---------- DATA SUPPLIED ----------

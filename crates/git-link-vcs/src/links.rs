// Copyright 2026 Oxide Computer Company

//! The entry points used by editor integrations.

use crate::{
    Config, ConfigError, Executor, GitLinkError, LocateError, Materializer,
    ProcessExecutor, RepositoryLocation, Vcs, locate_repository,
};
use camino::{Utf8Path, Utf8PathBuf};
use git_link::{AccessPoint, Reference};

/// The revision a file link refers to when it has no object expression.
pub const DEFAULT_REVISION: &str = "HEAD";

/// Resolves git links to local files.
///
/// Links come in two forms, both written `[access-point:]location[::object]`:
///
/// - The *bare* form, where `location` is a repository metadata directory
///   and `object` is any expression `git show` accepts. See
///   [`resolve_and_open`](Self::resolve_and_open).
/// - The *file* form, where `location` is a file in a working tree and
///   `object` is a revision. See
///   [`resolve_from_file_path`](Self::resolve_from_file_path).
#[derive(Clone, Debug)]
pub struct GitLinks<E = ProcessExecutor> {
    config: Config,
    materializer: Materializer<E>,
}

impl GitLinks<ProcessExecutor> {
    /// Creates a resolver that spawns the programs named in `config`.
    pub fn new(config: Config) -> Self {
        let executor = ProcessExecutor::new(&config);
        Self::with_executor(config, executor)
    }

    /// Creates a resolver configured from the environment. See
    /// [`Config::from_env`].
    pub fn from_env() -> Result<Self, ConfigError> {
        Ok(Self::new(Config::from_env()?))
    }
}

impl<E: Executor> GitLinks<E> {
    /// Creates a resolver that runs commands through `executor`.
    ///
    /// The executor's choice of programs takes precedence over the ones in
    /// `config`; the cache root and metadata marker still come from
    /// `config`.
    pub fn with_executor(config: Config, executor: E) -> Self {
        let materializer =
            Materializer::new(Vcs::new(executor), config.cache_root());
        GitLinks { config, materializer }
    }

    /// Returns the configuration.
    pub fn config(&self) -> &Config {
        &self.config
    }

    /// Returns the materializer.
    pub fn materializer(&self) -> &Materializer<E> {
        &self.materializer
    }

    /// Parses a bare-form link and materializes its object.
    ///
    /// ```no_run
    /// use git_link_vcs::GitLinks;
    ///
    /// let links = GitLinks::from_env().expect("valid environment");
    /// let path = links
    ///     .resolve_and_open("/src/repo/.git::v1.0:README.md")
    ///     .expect("resolved");
    /// println!("{path}");
    /// ```
    pub fn resolve_and_open(
        &self,
        reference: &str,
    ) -> Result<Utf8PathBuf, GitLinkError> {
        let reference: Reference = reference.parse()?;
        self.open(&reference)
    }

    /// Materializes the object of an already-parsed bare-form link.
    pub fn open(
        &self,
        reference: &Reference,
    ) -> Result<Utf8PathBuf, GitLinkError> {
        tracing::debug!(%reference, "opening bare git link");
        Ok(self.materializer.materialize(
            reference.access_point(),
            reference.location(),
            reference.object(),
        )?)
    }

    /// Materializes the file named by a file-form link, as of the link's
    /// revision (`HEAD` if it has none).
    ///
    /// The link's access point must be `localhost`: the enclosing
    /// repository is found by walking up the local filesystem.
    pub fn resolve_from_file_path(
        &self,
        reference: &Reference,
    ) -> Result<Utf8PathBuf, GitLinkError> {
        if !reference.access_point().is_local() {
            return Err(GitLinkError::UnsupportedAccessPoint {
                reference: reference.clone(),
                access_point: reference.access_point().clone(),
            });
        }

        let location = self.locate(Utf8Path::new(reference.location()))?;
        let revision = match reference.object() {
            "" => DEFAULT_REVISION,
            revision => revision,
        };
        let object = format!("{revision}:{}", location.git_path());
        tracing::debug!(
            %reference,
            root = %location.root(),
            %object,
            "opening file git link"
        );

        Ok(self.materializer.materialize(
            &AccessPoint::Local,
            location.root().as_str(),
            &object,
        )?)
    }

    /// Returns the branch checked out in the local repository at `git_dir`,
    /// or `None` if `HEAD` is detached.
    pub fn current_branch_name(
        &self,
        git_dir: &Utf8Path,
    ) -> Result<Option<String>, GitLinkError> {
        Ok(self
            .materializer
            .vcs()
            .current_branch(&AccessPoint::Local, git_dir.as_str())?)
    }

    /// Returns true if `path` is inside a repository.
    pub fn is_inside_repository(&self, path: &Utf8Path) -> bool {
        self.locate(path).is_ok()
    }

    /// Finds the repository enclosing `path`.
    pub fn locate(
        &self,
        path: &Utf8Path,
    ) -> Result<RepositoryLocation, LocateError> {
        locate_repository(path, self.config.metadata_dir())
    }
}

----------

WHAT IS EXPECTED: Give back the entries above precisely as they appear.

ANSWER BELOW:
filename crates/git-link-vcs/src/links.rs
// Copyright 2026 Oxide Computer Company

//! The entry points used by editor integrations.

use crate::{
    Config, ConfigError, Executor, GitLinkError, LocateError, Materializer,
    ProcessExecutor, RepositoryLocation, Vcs, locate_repository,
};
use camino::{Utf8Path, Utf8PathBuf};
use git_link::{AccessPoint, Reference};

/// The revision a file link refers to when it has no object expression.
pub const DEFAULT_REVISION: &str = "HEAD";

/// Resolves git links to local files.
///
/// Links come in two forms, both written `[access-point:]location[::object]`:
///
/// - The *bare* form, where `location` is a repository metadata directory
///   and `object` is any expression `git show` accepts. See
///   [`resolve_and_open`](Self::resolve_and_open).
/// - The *file* form, where `location` is a file in a working tree and
///   `object` is a revision. See
///   [`resolve_from_file_path`](Self::resolve_from_file_path).
#[derive(Clone, Debug)]
pub struct GitLinks<E = ProcessExecutor> {
    config: Config,
    materializer: Materializer<E>,
}

impl GitLinks<ProcessExecutor> {
    /// Creates a resolver that spawns the programs named in `config`.
    pub fn new(config: Config) -> Self {
        let executor = ProcessExecutor::new(&config);
        Self::with_executor(config, executor)
    }

    /// Creates a resolver configured from the environment. See
    /// [`Config::from_env`].
    pub fn from_env() -> Result<Self, ConfigError> {
        Ok(Self::new(Config::from_env()?))
    }
}

impl<E: Executor> GitLinks<E> {
    /// Creates a resolver that runs commands through `executor`.
    ///
    /// The executor's choice of programs takes precedence over the ones in
    /// `config`; the cache root and metadata marker still come from
    /// `config`.
    pub fn with_executor(config: Config, executor: E) -> Self {
        let materializer =
            Materializer::new(Vcs::new(executor), config.cache_root());
        GitLinks { config, materializer }
    }

    /// Returns the configuration.
    pub fn config(&self) -> &Config {
        &self.config
    }

    /// Returns the materializer.
    pub fn materializer(&self) -> &Materializer<E> {
        &self.materializer
    }

    /// Parses a bare-form link and materializes its object.
    ///
    /// ```no_run
    /// use git_link_vcs::GitLinks;
    ///
    /// let links = GitLinks::from_env().expect("valid environment");
    /// let path = links
    ///     .resolve_and_open("/src/repo/.git::v1.0:README.md")
    ///     .expect("resolved");
    /// println!("{path}");
    /// ```
    pub fn resolve_and_open(
        &self,
        reference: &str,
    ) -> Result<Utf8PathBuf, GitLinkError> {
        let reference: Reference = reference.parse()?;
        self.open(&reference)
    }

    /// Materializes the object of an already-parsed bare-form link.
    pub fn open(
        &self,
        reference: &Reference,
    ) -> Result<Utf8PathBuf, GitLinkError> {
        tracing::debug!(%reference, "opening bare git link");
        Ok(self.materializer.materialize(
            reference.access_point(),
            reference.location(),
            reference.object(),
        )?)
    }

    /// Materializes the file named by a file-form link, as of the link's
    /// revision (`HEAD` if it has none).
    ///
    /// The link's access point must be `localhost`: the enclosing
    /// repository is found by walking up the local filesystem.
    pub fn resolve_from_file_path(
        &self,
        reference: &Reference,
    ) -> Result<Utf8PathBuf, GitLinkError> {
        if !reference.access_point().is_local() {
            return Err(GitLinkError::UnsupportedAccessPoint {
                reference: reference.clone(),
                access_point: reference.access_point().clone(),
            });
        }

        let location = self.locate(Utf8Path::new(reference.location()))?;
        let revision = match reference.object() {
            "" => DEFAULT_REVISION,
            revision => revision,
        };
        let object = format!("{revision}:{}", location.git_path());
        tracing::debug!(
            %reference,
            root = %location.root(),
            %object,
            "opening file git link"
        );

        Ok(self.materializer.materialize(
            &AccessPoint::Local,
            location.root().as_str(),
            &object,
        )?)
    }

    /// Returns the branch checked out in the local repository at `git_dir`,
    /// or `None` if `HEAD` is detached.
    pub fn current_branch_name(
        &self,
        git_dir: &Utf8Path,
    ) -> Result<Option<String>, GitLinkError> {
        Ok(self
            .materializer
            .vcs()
            .current_branch(&AccessPoint::Local, git_dir.as_str())?)
    }

    /// Returns true if `path` is inside a repository.
    pub fn is_inside_repository(&self, path: &Utf8Path) -> bool {
        self.locate(path).is_ok()
    }

    /// Finds the repository enclosing `path`.
    pub fn locate(
        &self,
        path: &Utf8Path,
    ) -> Result<RepositoryLocation, LocateError> {
        locate_repository(path, self.config.metadata_dir())
    }
}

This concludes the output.